Anti-amyloid therapies (AATs) are increasingly being recognized as promising treatment options for Alzheimer's disease (AD). Amyloid-related imaging abnormalities (ARIAs), small areas of edema and microbleeds in the brain presenting as abnormal signals in MRIs of the brain for patients with AD, are the most common side effects of AATs. While most ARIAs are asymptomatic, they can be associated with symptoms like nausea, headache, confusion, and gait instability and, less commonly, with more serious complications such as seizures and death. Cerebral amyloid angiopathy (CAA) has been found to be a major risk for ARIA development. The identification of sensitive and reliable non-invasive biomarkers for CAA has been an area of AD research over the years, but with the approval of AATs, this area has taken on a new urgency.

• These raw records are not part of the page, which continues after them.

use retiolib::{
    aggregate::{aggregate, Dimension},
    filter::Filters,
    formats::csv::Csv,
    traits::{ReadDataset, WriteReport},
};
use rust_decimal::Decimal;
use std::io::Cursor;

const INPUT: &str = "\
InvoiceNo,StockCode,Description,Quantity,InvoiceDate,UnitPrice,CustomerID,Country
536365,85123A,WHITE HANGING HEART T-LIGHT HOLDER,6,2010-12-01 08:26:00,2.55,17850,United Kingdom
C536379,D,Discount,-1,2010-12-01 09:41:00,27.50,14527,United Kingdom
536370,22728,ALARM CLOCK BAKELIKE PINK,24,2010-12-01 08:45:00,3.75,,France
";

#[test]
fn csv_load_skips_cancelled_and_computes_line_value() {
    let ds = Csv::read(Cursor::new(INPUT)).expect("read csv");

    // отменённый счёт C536379 отброшен
    assert_eq!(ds.records.len(), 2);

    let first = &ds.records[0];
    assert_eq!(first.invoice_id, "536365");
    assert_eq!(first.line_value, Decimal::from_str_exact("15.30").unwrap());
    assert_eq!(first.customer_id.as_deref(), Some("17850"));
    assert_eq!(
        first.description.as_deref(),
        Some("WHITE HANGING HEART T-LIGHT HOLDER")
    );

    // пустой CustomerID — отсутствующее значение
    assert!(ds.records[1].customer_id.is_none());
}

#[test]
fn csv_load_accepts_slash_dates() {
    let input = "\
InvoiceNo,StockCode,Description,Quantity,InvoiceDate,UnitPrice,CustomerID,Country
536365,85123A,WHITE HANGING HEART T-LIGHT HOLDER,6,01/12/2010 08:26,2.55,17850,United Kingdom
";
    let ds = Csv::read(Cursor::new(input)).expect("read csv");
    assert_eq!(ds.records.len(), 1);
    assert_eq!(
        ds.records[0].invoice_date.date(),
        chrono::NaiveDate::from_ymd_opt(2010, 12, 1).unwrap()
    );
}

#[test]
fn csv_load_rejects_bad_price() {
    let input = "\
InvoiceNo,StockCode,Description,Quantity,InvoiceDate,UnitPrice,CustomerID,Country
536365,85123A,HEART,6,2010-12-01 08:26:00,oops,17850,United Kingdom
";
    assert!(Csv::read(Cursor::new(input)).is_err());
}

#[test]
fn report_rows_use_period_labels() {
    let ds = Csv::read(Cursor::new(INPUT)).expect("read csv");
    let rows = aggregate(&ds.records, Dimension::Month, &Filters::default());

    let mut out = Vec::new();
    Csv::write(&mut out, &rows).expect("write report");
    let text = String::from_utf8(out).expect("utf8");

    assert!(text.starts_with("key,total"));
    assert!(text.contains("December - 2010"));
    assert!(text.contains("105.30"));
}
//! Применение разрешённых ограничений к строкам датасета.

use crate::keyword::KeywordFilter;
use crate::model::SalesRecord;
use crate::nlq::DetectedFilters;
use chrono::{Datelike, NaiveDate};
use std::collections::BTreeSet;

/// Полный набор ограничений одного запроса; пустой набор пропускает всё.
#[derive(Debug, Clone, Default)]
pub struct Filters {
    pub country: Option<String>,
    pub date_range: Option<(NaiveDate, NaiveDate)>,
    pub months: Option<BTreeSet<u32>>,
    pub keyword: Option<KeywordFilter>,
}

impl Filters {
    /// Ограничения, извлечённые из свободного текста.
    pub fn from_detected(d: &DetectedFilters) -> Filters {
        Filters {
            country: d.country.clone(),
            date_range: d.date_range,
            ..Filters::default()
        }
    }

    /// Чистый предикат: повторное применение не меняет результат.
    pub fn matches(&self, rec: &SalesRecord) -> bool {
        if let Some(country) = &self.country {
            if !rec.country.eq_ignore_ascii_case(country) {
                return false;
            }
        }
        if let Some((start, end)) = self.date_range {
            // сравниваем календарную дату, время внутри дня не важно
            let d = rec.invoice_date.date();
            if d < start || d > end {
                return false;
            }
        }
        if let Some(months) = &self.months {
            if !months.contains(&rec.invoice_date.month()) {
                return false;
            }
        }
        if let Some(kw) = &self.keyword {
            if !kw.matches(rec.description.as_deref()) {
                return false;
            }
        }
        true
    }
}

/// Отфильтрованное представление — ссылки на исходные строки, без копий.
pub fn filter_rows<'a>(records: &'a [SalesRecord], filters: &Filters) -> Vec<&'a SalesRecord> {
    records.iter().filter(|r| filters.matches(r)).collect()
}
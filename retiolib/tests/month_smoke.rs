use retiolib::month::{month_name, parse_month, parse_month_set};

#[test]
fn numeric_tokens() {
    assert_eq!(parse_month("3"), Some(3));
    assert_eq!(parse_month(" 12 "), Some(12));
    assert_eq!(parse_month("0"), None);
    assert_eq!(parse_month("13"), None);
}

#[test]
fn names_and_abbreviations() {
    assert_eq!(parse_month("March"), Some(3));
    assert_eq!(parse_month("mar"), Some(3));
    assert_eq!(parse_month("SEPTEMBER"), Some(9));
    assert_eq!(parse_month("sep"), Some(9));
    assert_eq!(parse_month("May"), Some(5));
}

#[test]
fn unresolved_tokens_are_none() {
    assert_eq!(parse_month(""), None);
    assert_eq!(parse_month("   "), None);
    assert_eq!(parse_month("marchy"), None);
    assert_eq!(parse_month("m"), None);
}

#[test]
fn month_set_ignores_unresolved() {
    let set = parse_month_set(["jan", "3", "bogus", "March"]);
    assert_eq!(set.into_iter().collect::<Vec<_>>(), vec![1, 3]);
}

#[test]
fn month_names_for_labels() {
    assert_eq!(month_name(1), "January");
    assert_eq!(month_name(12), "December");
}
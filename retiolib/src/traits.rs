//! Унифицированные трэйты чтения датасета и записи отчёта на основе std::io::{BufRead, Write}.

use crate::{aggregate::AggRow, error::Result, model::Dataset};
use std::io::{BufRead, Write};

pub trait ReadDataset {
    fn read<R: BufRead>(r: R) -> Result<Dataset>;
}

pub trait WriteReport {
    fn write<W: Write>(w: W, rows: &[AggRow]) -> Result<()>;
}
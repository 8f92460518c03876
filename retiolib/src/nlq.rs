//! Извлечение структурных фильтров из запроса свободным текстом.
//!
//! Не NLP: упорядоченный список правил (шаблон -> ограничение).
//! Новое правило добавляется в конец RULES.

use chrono::{Datelike, NaiveDate, NaiveDateTime};
use regex::Regex;
use std::sync::LazyLock;

static COUNTRY_RE: LazyLock<Regex> =
    LazyLock::new(|| Regex::new(r"(?i)in (\w+)").expect("invalid regex"));

/// Найденные в тексте ограничения; обе части необязательны.
#[derive(Debug, Clone, Default, PartialEq, Eq)]
pub struct DetectedFilters {
    pub country: Option<String>,
    pub date_range: Option<(NaiveDate, NaiveDate)>,
}

type Rule = fn(&str, NaiveDateTime, &mut DetectedFilters);

const RULES: [Rule; 2] = [country_rule, last_month_rule];

/// Правила независимы: может сработать любое подмножество.
pub fn extract(sentence: &str, dataset_max_date: NaiveDateTime) -> DetectedFilters {
    let mut found = DetectedFilters::default();
    for rule in RULES {
        rule(sentence, dataset_max_date, &mut found);
    }
    found
}

/// "in <слово>" — кандидат страны; сверка со странами датасета
/// происходит только при применении фильтра.
fn country_rule(sentence: &str, _max: NaiveDateTime, out: &mut DetectedFilters) {
    if let Some(caps) = COUNTRY_RE.captures(sentence) {
        out.country = Some(caps[1].to_string());
    }
}

/// "last month" — календарный месяц, предшествующий месяцу
/// максимальной даты датасета; границы включительные.
fn last_month_rule(sentence: &str, max: NaiveDateTime, out: &mut DetectedFilters) {
    if !sentence.to_lowercase().contains("last month") {
        return;
    }
    let end = max.date().with_day(1).and_then(|d| d.pred_opt());
    let start = end.and_then(|d| d.with_day(1));
    if let (Some(start), Some(end)) = (start, end) {
        out.date_range = Some((start, end));
    }
}
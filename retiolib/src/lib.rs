//! retiolib — разбор запросов и агрегация розничных продаж (CSV-датасет Online Retail)

pub mod error;
pub mod model;
pub mod traits;
pub mod month;
pub mod keyword;
pub mod nlq;
pub mod filter;
pub mod aggregate;

pub mod formats {
    pub mod csv;
}
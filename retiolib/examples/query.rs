use retiolib::{
    aggregate::{aggregate, Dimension},
    filter::Filters,
    formats::csv::Csv,
    traits::{ReadDataset, WriteReport},
};

fn main() -> Result<(), Box<dyn std::error::Error>> {
    // Пример: CSV-датасет со stdin -> помесячные продажи на stdout
    let ds = Csv::read(std::io::BufReader::new(std::io::stdin()))?;
    let rows = aggregate(&ds.records, Dimension::Month, &Filters::default());
    Csv::write(std::io::stdout(), &rows)?;
    Ok(())
}
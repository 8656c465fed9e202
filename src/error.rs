//! Error types for Quiz Flow.

/// Top-level error type for the quiz engine and its hosts.
#[derive(Debug, thiserror::Error)]
pub enum Error {
    #[error("Config load error: {0}")]
    ConfigLoad(#[from] ConfigLoadError),

    #[error("Validation error: {0}")]
    Validation(#[from] ValidationError),

    #[error("Navigation error: {0}")]
    Navigation(#[from] NavigationError),

    #[error("Webhook error: {0}")]
    Webhook(#[from] WebhookError),
}

/// Failures while retrieving the quiz configuration. Fatal to the mount point.
#[derive(Debug, thiserror::Error)]
pub enum ConfigLoadError {
    #[error("Quiz config URL missing for mount {root}")]
    MissingUrl { root: String },

    #[error("Request to {url} failed: {reason}")]
    Network { url: String, reason: String },

    #[error("Config endpoint {url} returned status {status}")]
    Status { url: String, status: u16 },

    #[error("Config document is not valid quiz JSON: {0}")]
    Parse(#[from] serde_json::Error),
}

impl ConfigLoadError {
    /// Text that replaces the mount point's content.
    pub fn indicator(&self) -> &'static str {
        match self {
            Self::MissingUrl { .. } => "Quiz config URL missing.",
            _ => "Failed to load quiz.",
        }
    }

    /// Reason carried by the `quiz_error` signal.
    pub fn reason(&self) -> &'static str {
        match self {
            Self::MissingUrl { .. } => "missing_config",
            _ => "config_load_failed",
        }
    }
}

/// Non-fatal input validation failures. The run stays where it was.
#[derive(Debug, thiserror::Error)]
pub enum ValidationError {
    #[error("Select at least {required} option(s) for {question_id} ({selected} selected)")]
    BelowMinimum {
        question_id: String,
        required: usize,
        selected: usize,
    },
}

impl ValidationError {
    /// Inline message shown next to the question.
    pub fn message(&self) -> String {
        match self {
            Self::BelowMinimum { required: 1, .. } => "Please select at least 1 option.".to_string(),
            Self::BelowMinimum { required, .. } => {
                format!("Please select at least {required} options.")
            }
        }
    }
}

/// Host-side misuse of the engine: an event that does not fit the current stage.
#[derive(Debug, thiserror::Error)]
pub enum NavigationError {
    #[error("Expected stage {expected}, run is at {actual}")]
    WrongStage {
        expected: &'static str,
        actual: String,
    },

    #[error("Question {question_id} is {actual}, operation needs {expected}")]
    WrongKind {
        question_id: String,
        expected: &'static str,
        actual: &'static str,
    },

    #[error("Answer {answer_id} not found on question {question_id}")]
    UnknownAnswer {
        question_id: String,
        answer_id: String,
    },

    #[error("Answer {answer_id} on question {question_id} is hidden")]
    HiddenAnswer {
        question_id: String,
        answer_id: String,
    },
}

/// Webhook delivery failures. Logged and swallowed by the session.
#[derive(Debug, thiserror::Error)]
pub enum WebhookError {
    #[error("Failed to serialize payload: {0}")]
    Serialize(#[from] serde_json::Error),

    #[error("POST to {url} failed: {reason}")]
    Request { url: String, reason: String },
}

/// Result type alias for Quiz Flow.
pub type Result<T> = std::result::Result<T, Error>;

This comprehensive review highlights several potential biomarkers, such as Aβ40, Aβ40/42, phosphorylated-tau217, neurofilament light chain, glial fibrillary acidic protein, secreted phosphoprotein 1, placental growth factor, triggering receptor expressed on myeloid cells 2, cluster of differentiation 163, proteomics, and microRNA. Identifying and staging CAA even before its consequences can be detected via neuroimaging are critical to allow clinicians to judiciously select appropriate candidates for AATs, stratify monitoring, properly manage therapeutic regimens for those experiencing symptomatic ARIAs, and optimize the treatment to achieve the best outcomes. Future studies can test potential plasma biomarkers in human beings and evaluate predictive values of individual markers for CAA severity.